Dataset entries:
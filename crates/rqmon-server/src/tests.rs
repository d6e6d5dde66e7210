use crate::monitor::{Monitor, Notifier};
use crate::reload;
use crate::state::AppState;
use arc_swap::ArcSwap;
use async_trait::async_trait;
use chrono::Utc;
use rqmon_alert::engine::SystemThresholds;
use rqmon_alert::tracker::AlertTracker;
use rqmon_common::types::{AlertKind, AlertMessage, Category, QueueSnapshot, Severity};
use rqmon_config::classify::Classifier;
use rqmon_config::discovery::Discovery;
use rqmon_config::model::MonitorConfig;
use rqmon_rabbit::error::FetchError;
use rqmon_rabbit::SnapshotProvider;
use rqmon_storage::{SnapshotWriter, StorageError};
use std::collections::HashMap;
use std::sync::{Arc, Mutex};
use tokio::sync::mpsc;

struct FakeProvider {
    snapshots: Arc<Mutex<HashMap<String, QueueSnapshot>>>,
    fail: Arc<Mutex<bool>>,
}

#[async_trait]
impl SnapshotProvider for FakeProvider {
    async fn fetch_all(&self) -> Result<HashMap<String, QueueSnapshot>, FetchError> {
        if *self.fail.lock().unwrap() {
            return Err(FetchError::Api {
                status: 502,
                body: "bad gateway".to_string(),
            });
        }
        Ok(self.snapshots.lock().unwrap().clone())
    }

    async fn check_connectivity(&self) -> Result<(), FetchError> {
        Ok(())
    }
}

struct RecordingChannel {
    sent: Arc<Mutex<Vec<AlertMessage>>>,
}

#[async_trait]
impl rqmon_notify::NotificationChannel for RecordingChannel {
    async fn send(&self, alert: &AlertMessage) -> Result<(), rqmon_notify::NotifyError> {
        self.sent.lock().unwrap().push(alert.clone());
        Ok(())
    }

    fn channel_name(&self) -> &str {
        "recording"
    }
}

struct RecordingWriter {
    batch_sizes: Arc<Mutex<Vec<usize>>>,
}

#[async_trait]
impl SnapshotWriter for RecordingWriter {
    async fn write(&self, batch: &[(QueueSnapshot, Category)]) -> Result<(), StorageError> {
        self.batch_sizes.lock().unwrap().push(batch.len());
        Ok(())
    }
}

fn snapshot(name: &str, ready: u64, consumers: u64) -> QueueSnapshot {
    QueueSnapshot {
        name: name.to_string(),
        messages_ready: ready,
        messages_unacked: 0,
        consumer_count: consumers,
        publish_rate: 1.0,
        deliver_rate: 1.0,
        ack_rate: 1.0,
        observed_at: Utc::now(),
    }
}

const QUEUES_JSON: &str = r#"{
  "queue_monitoring": {
    "queues": {
      "orders": {
        "category": "CORE",
        "thresholds": { "high_backlog": 100, "critical_lag_seconds": 60, "no_consumers_alert": true }
      },
      "payments": {
        "category": "CORE",
        "thresholds": { "high_backlog": 100, "critical_lag_seconds": 60, "no_consumers_alert": true }
      },
      "audit_log": {
        "category": "SUPPORT",
        "thresholds": { "high_backlog": 50000, "critical_lag_seconds": 300, "no_consumers_alert": false }
      }
    },
    "discovery_patterns": [
      { "pattern": "^orders_", "category": "CORE" }
    ]
  }
}"#;

struct Harness {
    monitor: Monitor,
    sent: Arc<Mutex<Vec<AlertMessage>>>,
    snapshots: Arc<Mutex<HashMap<String, QueueSnapshot>>>,
    fail: Arc<Mutex<bool>>,
    batch_sizes: Arc<Mutex<Vec<usize>>>,
}

fn harness(initial: Vec<QueueSnapshot>, discovery_enabled: bool) -> Harness {
    let snapshots = Arc::new(Mutex::new(
        initial
            .into_iter()
            .map(|s| (s.name.clone(), s))
            .collect::<HashMap<_, _>>(),
    ));
    let fail = Arc::new(Mutex::new(false));
    let provider = Arc::new(FakeProvider {
        snapshots: snapshots.clone(),
        fail: fail.clone(),
    });

    let sent = Arc::new(Mutex::new(Vec::new()));
    let notifier = Arc::new(Notifier::new(vec![Box::new(RecordingChannel {
        sent: sent.clone(),
    })]));

    let batch_sizes = Arc::new(Mutex::new(Vec::new()));
    let writer = Arc::new(RecordingWriter {
        batch_sizes: batch_sizes.clone(),
    });

    let config = MonitorConfig::parse(QUEUES_JSON).unwrap();
    let state = AppState {
        config: Arc::new(ArcSwap::from_pointee(config)),
        classifier: Arc::new(Classifier::new()),
        tracker: Arc::new(Mutex::new(AlertTracker::new(chrono::Duration::minutes(5)))),
        provider,
        started_at: Utc::now(),
        target: "mq.test:15672".to_string(),
        collection_interval_secs: 15,
    };

    let monitor = Monitor::new(
        state,
        notifier,
        Some(writer),
        Discovery::new(discovery_enabled),
        SystemThresholds::default(),
    );

    Harness {
        monitor,
        sent,
        snapshots,
        fail,
        batch_sizes,
    }
}

fn sent_kinds(sent: &Arc<Mutex<Vec<AlertMessage>>>) -> Vec<AlertKind> {
    sent.lock().unwrap().iter().map(|a| a.kind).collect()
}

#[tokio::test]
async fn cycle_fires_high_backlog_for_core_queue() {
    // payments stays healthy so the CORE ratio (1/2) does not also trip
    // the system failure condition.
    let mut h = harness(
        vec![
            snapshot("orders", 500, 2),
            snapshot("payments", 10, 2),
            snapshot("audit_log", 10, 1),
        ],
        false,
    );
    h.monitor.run_cycle().await;

    let sent = h.sent.lock().unwrap();
    assert_eq!(sent.len(), 1);
    assert_eq!(sent[0].kind, AlertKind::HighBacklog);
    assert_eq!(sent[0].severity, Severity::Critical);
    assert_eq!(sent[0].queue.as_deref(), Some("orders"));
    assert_eq!(sent[0].category, Some(Category::Core));
}

#[tokio::test]
async fn second_cycle_within_cooldown_is_suppressed() {
    let mut h = harness(
        vec![
            snapshot("orders", 500, 2),
            snapshot("payments", 10, 2),
            snapshot("audit_log", 10, 1),
        ],
        false,
    );
    h.monitor.run_cycle().await;
    h.monitor.run_cycle().await;

    assert_eq!(sent_kinds(&h.sent), vec![AlertKind::HighBacklog]);
}

#[tokio::test]
async fn fetch_failure_degrades_cycle_to_noop() {
    let mut h = harness(
        vec![
            snapshot("orders", 500, 2),
            snapshot("payments", 10, 2),
            snapshot("audit_log", 10, 1),
        ],
        false,
    );
    *h.fail.lock().unwrap() = true;
    h.monitor.run_cycle().await;

    assert!(h.sent.lock().unwrap().is_empty());
    assert!(h.batch_sizes.lock().unwrap().is_empty());
}

#[tokio::test]
async fn recovery_sends_single_resolution() {
    let mut h = harness(
        vec![
            snapshot("orders", 500, 2),
            snapshot("payments", 10, 2),
            snapshot("audit_log", 10, 1),
        ],
        false,
    );
    h.monitor.run_cycle().await;

    // Backlog cleared: below 30% of threshold, consumers active, under
    // the absolute ceiling.
    h.snapshots
        .lock()
        .unwrap()
        .insert("orders".to_string(), snapshot("orders", 5, 2));
    h.monitor.run_cycle().await;
    h.monitor.run_cycle().await;

    let kinds = sent_kinds(&h.sent);
    assert_eq!(kinds, vec![AlertKind::HighBacklog, AlertKind::Recovery]);
    let sent = h.sent.lock().unwrap();
    assert!(sent[1].resolved);
    assert_eq!(sent[1].queue.as_deref(), Some("orders"));
}

#[tokio::test]
async fn snapshots_persisted_even_when_nothing_alerts() {
    let mut h = harness(
        vec![
            snapshot("orders", 10, 2),
            snapshot("payments", 10, 2),
            snapshot("audit_log", 10, 1),
        ],
        false,
    );
    h.monitor.run_cycle().await;

    assert!(h.sent.lock().unwrap().is_empty());
    assert_eq!(*h.batch_sizes.lock().unwrap(), vec![3]);
}

#[tokio::test]
async fn missing_monitored_queue_is_skipped() {
    // audit_log never shows up in broker statistics.
    let mut h = harness(
        vec![snapshot("orders", 10, 2), snapshot("payments", 10, 2)],
        false,
    );
    h.monitor.run_cycle().await;

    assert!(h.sent.lock().unwrap().is_empty());
    assert_eq!(*h.batch_sizes.lock().unwrap(), vec![2]);
}

#[tokio::test]
async fn discovery_announces_unconfigured_queue_once() {
    let mut h = harness(
        vec![
            snapshot("orders", 10, 2),
            snapshot("payments", 10, 2),
            snapshot("audit_log", 10, 1),
            snapshot("orders_eu", 10, 2),
        ],
        true,
    );
    h.monitor.run_cycle().await;
    h.monitor.run_cycle().await;

    let kinds = sent_kinds(&h.sent);
    assert_eq!(kinds, vec![AlertKind::QueueDiscovery]);
    assert_eq!(
        h.sent.lock().unwrap()[0].queue.as_deref(),
        Some("orders_eu")
    );
    // Discovered queue joins the persisted batch.
    assert_eq!(*h.batch_sizes.lock().unwrap(), vec![4, 4]);
}

#[tokio::test]
async fn system_backlog_fires_on_aggregate_total() {
    // Every queue is under its own threshold; only the aggregate trips.
    let mut h = harness(
        vec![
            snapshot("orders", 90, 2),
            snapshot("payments", 10, 2),
            snapshot("audit_log", 11_000, 1),
        ],
        false,
    );
    h.monitor.run_cycle().await;

    let kinds = sent_kinds(&h.sent);
    assert_eq!(kinds, vec![AlertKind::SystemBacklog]);
    assert!(h.sent.lock().unwrap()[0].queue.is_none());
}

#[tokio::test]
async fn core_failure_fires_when_healthy_ratio_drops() {
    // Both CORE queues are backlogged: 0/2 healthy.
    let mut h = harness(
        vec![
            snapshot("orders", 500, 2),
            snapshot("payments", 500, 2),
            snapshot("audit_log", 10, 1),
        ],
        false,
    );
    h.monitor.run_cycle().await;

    let kinds = sent_kinds(&h.sent);
    assert!(kinds.contains(&AlertKind::HighBacklog));
    assert!(kinds.contains(&AlertKind::SystemFailure));
}

#[tokio::test]
async fn shutdown_notification_is_idempotent() {
    let mut h = harness(vec![], false);
    h.monitor.send_shutdown().await;
    h.monitor.send_shutdown().await;

    assert_eq!(sent_kinds(&h.sent), vec![AlertKind::SystemShutdown]);
    assert_eq!(h.sent.lock().unwrap()[0].severity, Severity::Warning);
}

#[tokio::test]
async fn reload_swaps_config_and_announces_changes() {
    let config = Arc::new(ArcSwap::from_pointee(
        MonitorConfig::parse(QUEUES_JSON).unwrap(),
    ));
    let classifier = Arc::new(Classifier::new());
    let sent = Arc::new(Mutex::new(Vec::new()));
    let notifier = Arc::new(Notifier::new(vec![Box::new(RecordingChannel {
        sent: sent.clone(),
    })]));

    let (tx, rx) = mpsc::channel(4);
    let handle = tokio::spawn(reload::run(
        rx,
        config.clone(),
        classifier.clone(),
        notifier,
    ));

    // Same content: swap happens but nothing is announced.
    tx.send(MonitorConfig::parse(QUEUES_JSON).unwrap())
        .await
        .unwrap();

    // Structural change: audit_log removed.
    let changed = MonitorConfig::parse(
        r#"{"queue_monitoring": {"queues": {
            "orders": {"category": "CORE", "thresholds": {"high_backlog": 100, "critical_lag_seconds": 60, "no_consumers_alert": true}}
        }}}"#,
    )
    .unwrap();
    tx.send(changed).await.unwrap();
    drop(tx);
    handle.await.unwrap();

    assert_eq!(config.load().queue_count(), 1);
    let sent = sent.lock().unwrap();
    assert_eq!(sent.len(), 1);
    assert_eq!(sent[0].kind, AlertKind::ConfigurationChange);
    assert!(sent[0].description.contains("audit_log"));
}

• WHAT THIS TASK INVOLVES
Up to and including the line with "use chrono::Utc;", repeat the data exactly, starting from its first line; nothing else belongs in the response.

• WRITTEN RESPONSE
filename crates/rqmon-server/src/tests.rs
repository d6e6d5dde66e7210
use crate::monitor::{Monitor, Notifier};
use crate::reload;
use crate::state::AppState;
use arc_swap::ArcSwap;
use async_trait::async_trait;
use chrono::Utc;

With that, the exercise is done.